## Задачи
1. Обучить модель логистической регрессии для скоринга заявок не более чем на 20 признаках.
2. Для выбранных переменных рассчитать коэффициенты корреляции в файле формата XLSX.
3. Проскорить тестовую выборку из файла `test_oot.pkl`, получив два поля `application_id_axi` и `score` в формате PKL.


In [1]:
!pip install openpyxl



In [2]:
import warnings

import numpy as np
import pandas as pd
from category_encoders.woe import WOEEncoder
from sklearn.feature_selection import VarianceThreshold
from sklearn.impute import SimpleImputer
from sklearn.linear_model import LogisticRegression
from sklearn.metrics import roc_auc_score, log_loss, brier_score_loss
from sklearn.model_selection import GridSearchCV, train_test_split, KFold
from sklearn.preprocessing import KBinsDiscretizer

warnings.filterwarnings(
    "ignore",
    message="Bins whose width are too small*",
    module="sklearn.preprocessing._discretization"
)

In [3]:
def convert_float16(df_):
    cols16 = df_.select_dtypes(include=['float16']).columns
    df_[cols16] = df_[cols16].astype(np.float32)
    return df_


exclude = [
    'fpd15', 'finalscore_point', 'limit_final', 'application_id_axi',
    'segment', 'client_id', 'loan_id', 'set_type', 'application_date'
]

leak_keywords = [
    'bad', 'good', 'closed', 'pastdue', 'outst', 'paymnt', 'paymtnbki', 'liv', 'reg', 'date', 'name'
]

df = pd.read_pickle('data/train.pkl')
df = df[df['fpd15'].notna()].reset_index(drop=True)
df = convert_float16(df)

suspicious = [col for col in df.columns if any(key in col.lower() for key in leak_keywords)]
raw_features = [c for c in df.columns if (c not in exclude and c not in suspicious)]

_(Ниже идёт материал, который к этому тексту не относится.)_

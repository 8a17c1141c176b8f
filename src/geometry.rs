// Pure geometry helpers shared by drag-select hit-testing and the crop gesture.

use serde::{Deserialize, Serialize};

/// A point in display-space pixels.
#[derive(Debug, Clone, Copy, PartialEq, Serialize, Deserialize)]
pub struct Point {
    pub x: f32,
    pub y: f32,
}

impl Point {
    pub fn new(x: f32, y: f32) -> Self {
        Point { x, y }
    }
}

/// An axis-aligned rectangle in display-space pixels.
#[derive(Debug, Clone, Copy, PartialEq, Serialize, Deserialize)]
pub struct Rect {
    pub left: f32,
    pub top: f32,
    pub width: f32,
    pub height: f32,
}

impl Rect {
    pub fn new(left: f32, top: f32, width: f32, height: f32) -> Self {
        Rect {
            left,
            top,
            width,
            height,
        }
    }

    pub fn right(&self) -> f32 {
        self.left + self.width
    }

    pub fn bottom(&self) -> f32 {
        self.top + self.height
    }
}

/// Test whether two rectangles overlap.
///
/// Touching edges count as NOT intersecting (strict inequality). This is a
/// deliberate tie-break: elements that merely graze the selection box edge
/// stay unselected.
pub fn rects_intersect(a: &Rect, b: &Rect) -> bool {
    a.right() > b.left && a.left < b.right() && a.bottom() > b.top && a.top < b.bottom()
}

/// Normalize two arbitrary drag endpoints into a rectangle with non-negative
/// width and height. Users can drag in any direction.
pub fn box_from_drag(start: Point, current: Point) -> Rect {
    Rect {
        left: start.x.min(current.x),
        top: start.y.min(current.y),
        width: (current.x - start.x).abs(),
        height: (current.y - start.y).abs(),
    }
}

/// Clamp a point into the given bounds rectangle.
///
/// Used by the crop gesture so a pointer dragged past the viewport edge
/// cannot grow the crop region beyond the image.
pub fn clamp_point(p: Point, bounds: &Rect) -> Point {
    Point {
        x: p.x.clamp(bounds.left, bounds.right()),
        y: p.y.clamp(bounds.top, bounds.bottom()),
    }
}

#[cfg(test)]
mod tests {
    use super::*;

    #[test]
    fn test_rects_intersect_overlapping() {
        let a = Rect::new(0.0, 0.0, 10.0, 10.0);
        let b = Rect::new(5.0, 5.0, 10.0, 10.0);
        assert!(rects_intersect(&a, &b));
        assert!(rects_intersect(&b, &a));
    }

    #[test]
    fn test_rects_intersect_disjoint() {
        let a = Rect::new(0.0, 0.0, 10.0, 10.0);
        let b = Rect::new(20.0, 20.0, 10.0, 10.0);
        assert!(!rects_intersect(&a, &b));
    }

    #[test]
    fn test_rects_touching_edges_do_not_intersect() {
        let a = Rect::new(0.0, 0.0, 10.0, 10.0);
        let b = Rect::new(10.0, 0.0, 10.0, 10.0);
        assert!(!rects_intersect(&a, &b), "shared vertical edge must not count");

        let c = Rect::new(0.0, 10.0, 10.0, 10.0);
        assert!(!rects_intersect(&a, &c), "shared horizontal edge must not count");
    }

    #[test]
    fn test_box_from_drag_any_direction() {
        let rect = box_from_drag(Point::new(30.0, 40.0), Point::new(10.0, 15.0));
        assert_eq!(rect, Rect::new(10.0, 15.0, 20.0, 25.0));

        let rect = box_from_drag(Point::new(10.0, 15.0), Point::new(30.0, 40.0));
        assert_eq!(rect, Rect::new(10.0, 15.0, 20.0, 25.0));
    }

    #[test]
    fn test_clamp_point_inside_unchanged() {
        let bounds = Rect::new(0.0, 0.0, 100.0, 100.0);
        let p = clamp_point(Point::new(50.0, 60.0), &bounds);
        assert_eq!(p, Point::new(50.0, 60.0));
    }

    #[test]
    fn test_clamp_point_outside_snaps_to_edge() {
        let bounds = Rect::new(10.0, 10.0, 80.0, 80.0);
        let p = clamp_point(Point::new(-5.0, 200.0), &bounds);
        assert_eq!(p, Point::new(10.0, 90.0));
    }
}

X = df.drop(columns=['fpd15'])
y = df['fpd15']

In [4]:
# Разделение на train/test

X_tr, X_te, y_train, y_test = train_test_split(X, y, stratify=y, test_size=0.25, random_state=42)
X_train, X_test = X_tr[raw_features].copy(), X_te[raw_features].copy()

In [5]:
def fit_num_features(df, missing_threshold=0.8, var_threshold=0.01, n_bins=5):
    num_cols = df.select_dtypes(include='number').columns.tolist()

    # 1. Убираем признаки с большим числом пропусков
    miss_frac = df[num_cols].isnull().mean()
    num_cols = [f for f in num_cols if miss_frac[f] <= missing_threshold]

    # 2. Удаляем квазиконстантные признаки
    vt = VarianceThreshold(threshold=var_threshold)
    vt.fit(df[num_cols])
    num_cols = [c for c, keep in zip(df[num_cols].columns, vt.get_support()) if keep]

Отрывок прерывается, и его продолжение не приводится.